The more real-world data we collect, the better we can arm physicians with knowledge about people who are just like the person sitting in front of them.
Say you have a history of diabetes or cardiovascular disease, for instance, and we find out through predictive modeling that people with those histories respond to a certain treatment differently from people who don’t have those risk factors.
Instead of telling you, “the average patient has a response of this,” your doctor would be able to say that for a patient like you, real-world evidence shows you personally have a better chance of response to a medication, or a higher chance of a side effect. That means you both can better understand the potential risks and benefits and tailor treatment appropriately.
In addition to using data provided by others, Johnson & Johnson shares its own clinical trial data. Why does the company do this?
We learn what we can from our own data, but there's a lot more that could potentially be understood about it. So rather than keep it to ourselves, we share it with other scientists through YODA in case there are other important medical questions that it can answer. By sharing, we want to do our part to not only help improve health outcomes for the greatest number of people, but also pave the way for better healthcare.
For example, a recent study using our data allowed outside researchers to look at gender differences in weight gain in patients with inflammatory bowel disease treated with one of our medications.

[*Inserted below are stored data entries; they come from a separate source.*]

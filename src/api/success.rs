use actix_web::{http::StatusCode, HttpResponse};
use std::borrow::Cow;

#[derive(serde::Serialize)]
pub struct SuccessData<T: serde::Serialize> {
    pub data: Option<T>,
    pub message: Option<Cow<'static, str>>,
}

pub struct Success<T: serde::Serialize> {
    pub status: StatusCode,
    pub body: Option<SuccessData<T>>,
}

impl<T: serde::Serialize> Success<T> {
    pub fn ok(data: Option<T>) -> Self {
        Self { status: StatusCode::OK, body: Some(SuccessData { data, message: None }) }
    }

    pub fn created(data: Option<T>) -> Self {
        Self { status: StatusCode::CREATED, body: Some(SuccessData { data, message: None }) }
    }

    pub fn message<M>(mut self, msg: M) -> Self
    where
        M: Into<Cow<'static, str>>,
    {
        if let Some(body) = &mut self.body {
            body.message = Some(msg.into());
        }
        self
    }
}

impl<T: serde::Serialize> actix_web::Responder for Success<T> {
    type Body = actix_web::body::BoxBody;

    fn respond_to(self, _req: &actix_web::HttpRequest) -> HttpResponse<Self::Body> {
        let mut response = HttpResponse::build(self.status);

        match self.body {
            Some(body) => response.json(body),
            None => response.finish(),
        }
    }
}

Another study conducted by the World Health Organization with our data compared different therapies used to treat multidrug-resistant tuberculosis, including one we produce, to inform global treatment guidelines.
Our ultimate goal—both with big data and in everything we do at Johnson & Johnson—is to expand our understanding of diseases and advance treatments and cures that can change the lives of people around the world. Sharing clinical trial data is one important way we can work toward that mission.